Rightwing Film Geek

Expect a lot from the end of this film

DO NOT EXPECT TOO MUCH FROM THE END OF THE WORLD (Radu Jude, Romania, 2023, 8)

So apparently Jude appeals to me in the same way Godard does to those people who don’t think him an empty-headed, bloviating wanker — as the maker of heady, eclectic free-wheeling essays (though Jude makes other types of films, too).

For almost an hour at the start I was kinda mystified about EXPECT’s three very different threads — 16 mm black-and-white following the harried day of film production assistant Angela’s work on a multinational firm’s industrial-safety film; TikTok videos by a wannabe Andrew Tate in all their stupidity and vulgarity; and scenes from an early-80s Romanian movie ANGELA MOVES ON about a cab driver.

Jude’s film started to come together once we see how the three were connected and it kept getting better and funnier and darker, albeit always in a scattershot vein that keeps this film from ranking with Jude’s absolute best — this being a strictly relative statement though. This film has Nina Hoss playing an Austrian boss in an intellectually fascinating conversation with Angela (Ilinca Manolache) on the drive from Bucharest airport. It also has Angela converse with Uwe Boll playing himself, as perhaps the most appealing person in the movie (really). There’s even the small details … I cracked up at that lead image. In other words, a lot of stuff has been thrown at the wall. It mostly sticks.
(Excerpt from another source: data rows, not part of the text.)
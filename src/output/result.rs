//! Per-site discovery results

use crate::state::ExtractionState;
use serde::ser::{Serialize, Serializer};

/// Marker for a field that was searched without finding anything
pub const NOT_FOUND: &str = "Not found";

/// Marker for a field whose site run failed
pub const ERROR_MARKER: &str = "Error";

/// The emails or phone numbers of one result
///
/// Serializes as a JSON array when contacts were found, otherwise as the
/// `"Not found"` or `"Error"` marker string.
#[derive(Debug, Clone, PartialEq, Eq)]
pub enum ContactField {
    /// Sorted, de-duplicated contacts
    Found(Vec<String>),
    /// The run completed but found nothing
    NotFound,
    /// The run failed before it could search
    Error,
}

impl ContactField {
    /// Wraps a contact list, turning an empty list into [`ContactField::NotFound`]
    pub fn from_values(values: Vec<String>) -> Self {
        if values.is_empty() {
            ContactField::NotFound
        } else {
            ContactField::Found(values)
        }
    }

    /// The contacts, empty for either marker
    pub fn values(&self) -> &[String] {
        match self {
            ContactField::Found(values) => values,
            ContactField::NotFound | ContactField::Error => &[],
        }
    }

    pub fn is_found(&self) -> bool {
        matches!(self, ContactField::Found(_))
    }
}

impl Serialize for ContactField {
    fn serialize<S: Serializer>(&self, serializer: S) -> Result<S::Ok, S::Error> {
        match self {
            ContactField::Found(values) => values.serialize(serializer),
            ContactField::NotFound => serializer.serialize_str(NOT_FOUND),
            ContactField::Error => serializer.serialize_str(ERROR_MARKER),
        }
    }
}

/// Outcome of one site discovery run
#[derive(Debug, Clone, PartialEq, Eq, serde::Serialize)]
pub struct FinalResult {
    pub website: String,
    pub emails: ContactField,
    pub numbers: ContactField,
}

impl FinalResult {
    /// Assembles the result of a completed run
    pub fn from_state(website: &str, state: ExtractionState) -> Self {
        let (emails, phones) = state.into_contacts();
        Self {
            website: website.to_string(),
            emails: ContactField::from_values(emails),
            numbers: ContactField::from_values(phones),
        }
    }

    /// The result standing in for a failed run
    pub fn error(website: &str) -> Self {
        Self {
            website: website.to_string(),
            emails: ContactField::Error,
            numbers: ContactField::Error,
        }
    }

    pub fn is_error(&self) -> bool {
        self.emails == ContactField::Error || self.numbers == ContactField::Error
    }
}
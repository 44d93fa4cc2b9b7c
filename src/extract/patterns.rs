//! Pattern library: email and phone matchers plus the fixed keyword tables
//!
//! Every table here is a process-wide constant built once on first use and
//! never mutated afterwards.

use regex::Regex;
use std::ops::Range;
use std::sync::LazyLock;

/// Valid Nepali area codes, as they appear on pages (with and without the trunk `0`)
pub const AREA_CODES: &[&str] = &[
    // 2-digit
    "01", "10", "11", "19", "21", "23", "24", "25", "26", "27", "29", "31", "33", "35", "36",
    "37", "38", "41", "44", "46", "47", "48", "49", "51", "53", "55", "56", "57", "61", "63",
    "64", "65", "66", "67", "68", "69", "71", "75", "76", "77", "78", "79", "81", "82", "83",
    "84", "86", "87", "88", "89", "91", "92", "93", "94", "95", "96", "97", "99",
    // 3-digit
    "010", "011", "019", "021", "023", "024", "025", "026", "027", "029", "031", "033", "035",
    "036", "037", "038", "041", "044", "046", "047", "048", "049", "051", "053", "055", "056",
    "057", "061", "063", "064", "065", "066", "067", "068", "069", "071", "075", "076", "077",
    "078", "079", "081", "082", "083", "084", "086", "087", "088", "089", "091", "092", "093",
    "094", "095", "096", "097", "099",
];

/// Visible-text keywords that mark a tag as a contact zone
pub const CONTACT_KEYWORDS: &[&str] = &[
    "contact",
    "email",
    "phone",
    "call",
    "mobile",
    "landline",
    "support",
    "reach us",
    "get in touch",
    "address",
    "location",
];

/// Likely contact pages probed on every site, school/college sections first
pub const COMMON_PATHS: &[&str] = &[
    "/college",
    "/school",
    "/hss",
    "/contact",
    "/contact-us",
    "/contact/",
    "/reach-us",
    "/get-in-touch",
];

/// Substrings marking an email match as a placeholder or an image asset
pub const GIBBERISH_MARKERS: &[&str] = &[
    "example", "yoursite", ".png", ".svg", ".jpg", ".jpeg", ".gif",
];

/// Href keywords that make the hyperlink crawler follow an anchor
pub const LINK_KEYWORDS: &[&str] = &["about", "contact"];

/// Loose email syntax, tolerant of `[at]` / `(at)` in place of `@`
pub static EMAIL_LOOSE: LazyLock<Regex> = LazyLock::new(|| {
    Regex::new(r"(?i)[a-z0-9._%+-]+\s*(?:@|\[at\]|\(at\))\s*[a-z0-9.-]+\.[a-z]{2,}")
        .expect("valid loose email regex")
});

/// Strict RFC-shaped email syntax
pub static EMAIL_STRICT: LazyLock<Regex> = LazyLock::new(|| {
    Regex::new(r"(?i)[a-z0-9._%+-]+@[a-z0-9.-]+\.[a-z]{2,}").expect("valid strict email regex")
});

/// Anchored form of [`EMAIL_STRICT`], for validating a whole candidate
static EMAIL_STRICT_FULL: LazyLock<Regex> = LazyLock::new(|| {
    Regex::new(r"(?i)^[a-z0-9._%+-]+@[a-z0-9.-]+\.[a-z]{2,}$").expect("valid strict email regex")
});

/// Obfuscated `@` markers with their surrounding whitespace
static AT_MARKER: LazyLock<Regex> = LazyLock::new(|| {
    Regex::new(r"(?i)\s*(?:@|\[at\]|\(at\))\s*").expect("valid at-marker regex")
});

/// Sitemap entries that look like about/contact pages
pub static ABOUT_PAGE: LazyLock<Regex> = LazyLock::new(|| {
    Regex::new(r#"(?i)https?://[^\s<>"']*?(?:about|contact|reach-us|team|info)[^\s<>"']*"#)
        .expect("valid about-page regex")
});

/// Strict: national prefix plus a 7-8 digit body, one separator at most
static PHONE_STRICT: LazyLock<Regex> = LazyLock::new(|| {
    Regex::new(
        r"(?x)
        \b(?:\+?977[-.\s]?)?
        (?:0[-.\s]?)?
        (
            9[78][0-9][-.\s]?[0-9]{7}
          | 1[-.\s]?[0-9]{7}
          | [2-9][0-9][-.\s]?[0-9]{5}
        )\b",
    )
    .expect("valid strict phone regex")
});

/// Separator-tolerant: a mobile may carry one separator between any two digits
static PHONE_SEPARATED: LazyLock<Regex> = LazyLock::new(|| {
    Regex::new(
        r"(?x)
        \b(?:\+?977[-.\s]?)?
        (?:0[-.\s]?)?
        (
            9[78][0-9](?:[-.\s]?[0-9]){7}
          | 1[-.\s]?[0-9]{7}
          | [2-9][0-9][-.\s]?[0-9]{5}
        )\b",
    )
    .expect("valid separated phone regex")
});

/// Mobile-group tolerant: separators allowed between every digit
static PHONE_GROUPED: LazyLock<Regex> = LazyLock::new(|| {
    Regex::new(
        r"(?x)
        \b(?:\+?977[-.\s]?)??
        (?:0[-.\s]?)?
        (
            9[78](?:[-.\s]*[0-9]){8}
          | 1[-.\s]?(?:[0-9][-.\s]*){7}
          | [2-9][0-9][-.\s]?(?:[0-9][-.\s]*){5}
        )\b",
    )
    .expect("valid grouped phone regex")
});

/// Area-code anchored: a known area code followed by enough digits for an 8-digit number
static PHONE_AREA_CODE: LazyLock<Regex> = LazyLock::new(|| {
    let pattern = format!(
        r"(?x)
        \b(?:\+977[-.\s]?)?
        (?:0[-.\s]?)?
        (
            (?P<area>{})
            [-.\s]?
            [0-9](?:[-.\s]?[0-9]){{5,6}}
        )\b",
        area_code_alternation()
    );
    Regex::new(&pattern).expect("valid area-code phone regex")
});

/// Phone patterns in order of increasing permissiveness
pub static PHONE_CASCADE: LazyLock<[&'static Regex; 4]> = LazyLock::new(|| {
    [
        &*PHONE_STRICT,
        &*PHONE_SEPARATED,
        &*PHONE_GROUPED,
        &*PHONE_AREA_CODE,
    ]
});

/// Builds the area-code alternation, longest codes first so `010` wins over `01`
fn area_code_alternation() -> String {
    let mut codes: Vec<&str> = AREA_CODES.to_vec();
    codes.sort_by(|a, b| b.len().cmp(&a.len()).then_with(|| a.cmp(b)));
    codes.dedup();
    codes.join("|")
}

/// Returns every raw phone candidate found in `text` by any cascade pattern
///
/// Patterns run in cascade order and a match claims its span: a later,
/// looser pattern never yields a candidate overlapping an earlier one.
/// Candidates are raw matches; they must still pass the normalizer.
pub fn phone_candidates(text: &str) -> Vec<&str> {
    let mut claimed: Vec<Range<usize>> = Vec::new();
    let mut candidates = Vec::new();

    for pattern in PHONE_CASCADE.iter() {
        for m in pattern.find_iter(text) {
            if claimed
                .iter()
                .any(|span| m.start() < span.end && span.start < m.end())
            {
                continue;
            }
            claimed.push(m.range());
            candidates.push(m.as_str());
        }
    }

    candidates
}

/// Returns every raw email candidate found in `text` by either email pattern
pub fn email_candidates(text: &str) -> Vec<&str> {
    EMAIL_LOOSE
        .find_iter(text)
        .chain(EMAIL_STRICT.find_iter(text))
        .map(|m| m.as_str())
        .collect()
}

/// Canonicalizes an email candidate: de-obfuscates `[at]`/`(at)`, lower-cases
/// and requires the result to be a strict email
pub fn normalize_email(raw: &str) -> Option<String> {
    let joined = AT_MARKER.replace(raw.trim(), "@").to_lowercase();
    is_strict_email(&joined).then_some(joined)
}

/// Returns true if the whole string is a strict email address
pub fn is_strict_email(candidate: &str) -> bool {
    EMAIL_STRICT_FULL.is_match(candidate)
}

/// Returns true if the email contains a placeholder or asset marker
pub fn is_gibberish_email(email: &str) -> bool {
    let lowered = email.to_lowercase();
    GIBBERISH_MARKERS
        .iter()
        .any(|marker| lowered.contains(marker))
}

/// Returns true if the lower-cased text contains a contact keyword
pub fn has_contact_keyword(lowered_text: &str) -> bool {
    CONTACT_KEYWORDS
        .iter()
        .any(|keyword| lowered_text.contains(keyword))
}
//! Shared helpers for the integration tests

use async_trait::async_trait;
use contact_scout::config::Config;
use contact_scout::crawler::Fetcher;
use contact_scout::render::{RenderError, RenderedPage, Renderer};
use std::sync::Mutex;
use wiremock::ResponseTemplate;

/// Renderer returning canned markup and recording every call
pub struct FakeRenderer {
    page: Option<RenderedPage>,
    calls: Mutex<Vec<String>>,
}

impl FakeRenderer {
    /// Renders every URL as `html` with the given anchors
    pub fn returning(html: &str, anchors: &[&str]) -> Self {
        Self {
            page: Some(RenderedPage {
                html: html.to_string(),
                anchors: anchors.iter().map(|a| a.to_string()).collect(),
            }),
            calls: Mutex::new(Vec::new()),
        }
    }

    /// Renders every URL as an empty document
    pub fn empty() -> Self {
        Self::returning("<html><body></body></html>", &[])
    }

    /// Fails every render
    pub fn failing() -> Self {
        Self {
            page: None,
            calls: Mutex::new(Vec::new()),
        }
    }

    pub fn calls(&self) -> Vec<String> {
        self.calls.lock().unwrap().clone()
    }
}

#[async_trait]
impl Renderer for FakeRenderer {
    async fn render(&self, url: &str) -> Result<RenderedPage, RenderError> {
        self.calls.lock().unwrap().push(url.to_string());
        self.page
            .clone()
            .ok_or_else(|| RenderError::Command("browser crashed".to_string()))
    }
}

/// Default configuration with short timeouts
pub fn test_config() -> Config {
    let mut config = Config::default();
    config.fetch.timeout_secs = 2;
    config.fetch.probe_timeout_secs = 1;
    config.batch.max_workers = 2;
    config
}

pub fn test_fetcher() -> Fetcher {
    let config = test_config();
    Fetcher::new(&config.fetch, &config.user_agent).expect("Failed to build fetcher")
}

/// A 200 HTML response
pub fn html(body: impl Into<String>) -> ResponseTemplate {
    ResponseTemplate::new(200)
        .set_body_string(body.into())
        .insert_header("content-type", "text/html")
}

/// A port on localhost that refuses connections
pub fn closed_port() -> u16 {
    let listener = std::net::TcpListener::bind("127.0.0.1:0").expect("Failed to bind");
    listener.local_addr().expect("No local address").port()
}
I guess I just think that Jude is more socially sophisticated than Godard, that his narrative sense is more disciplined and that his formal provocations make more sense to me. I can’t exclude the possibility that the first and the last, though, are a function of Jude being closer to my age (or the same thing, my seeing his films in their present context).

The last shot is an amazing tour de force. Jude abandons the formal styles he had been using, instead looking like contemporary footage, as if in a synthesis. But it lasts more than a half-hour at degree zero, without a cut or a camera move as people shoot the corporate-safety film that Angela had been building towards. The first Jude film I ever saw was THE HAPPIEST GIRL IN THE WORLD, which built toward the shooting of auto commercial. This shoot goes about as well.

December 10, 2023 - Posted by | Uncategorized

4 Comments »

  1. How do you reconcile the non-simulated sex scenes at the beginning of Jude’s previous film with your overall worldview? In your mind, does the film represent an instance where a work possesses artistic merit but is morally indefensible? (Just to be clear, I’m not implying that you need to be a Christian or a conservative in order to dislike non-simulated sex scenes.)

    Your blog is excellent, by the way. I’ve been reading it for many years now.

    Comment by Philip | December 15, 2023 | Reply

    • I’d rather he hadn’t done it, and the length of it is an artistic mistake.

      But it didn’t ruin the movie for me, because (and this might be a personal tic) I have almost never been turned on by sex scenes, simulated or otherwise, in legitimate movies. It’s as if my mind autodeploys a deflector shield like on Star Trek, and then I can’t really hold it against the rest of the movie.

      Comment by vjmorton | December 15, 2023 | Reply

      • I was referring more to the ethics of having actors engage in those sorts of acts on camera. By contrast (and by all accounts), the sex scenes in “Blue Is the Warmest Color” were entirely simulated, as the actresses wore prostheses during those sequences. No clue if there was any sort of, uh, “invisible barrier” during the opening of “Bad Luck Banging.” I haven’t seen the movie since it came out, and my memory isn’t what it used to be. Certainly seems like the most sanitary option!

        I recently revisited Armond White’s (positive) review of “Bad Luck Banging,” and I’m kind of amused by his decision to completely ignore that sequence. In fact, he writes that the film possesses “the first truly shocking movie image” of 2021: “a person wearing a blue paper face mask.” Funny stuff.

        Comment by Philip | December 15, 2023

      • Oh it was unsimulated.

        As I said, I wished Jude hadn’t done it but those sins are now accomplished facts, unaffected by my decision to watch this film or not. And I don’t think I was myself consuming it as pornography, so no sin there either. It’s possible that my patronage might “encourage” more pornography production but in this case I doubt it simply because I don’t think Jude is a pornographer.

        FWIW, when I noted that I was going to see it “next week” on Twitter, a friend who might politely be called not a religious man, said “did you know about this” and advised that I could time my arrival in the theater for about five minutes into the movie without losing anything since I would now “know” what I would need to know for following the movie — that the lead female character had made a porn tape.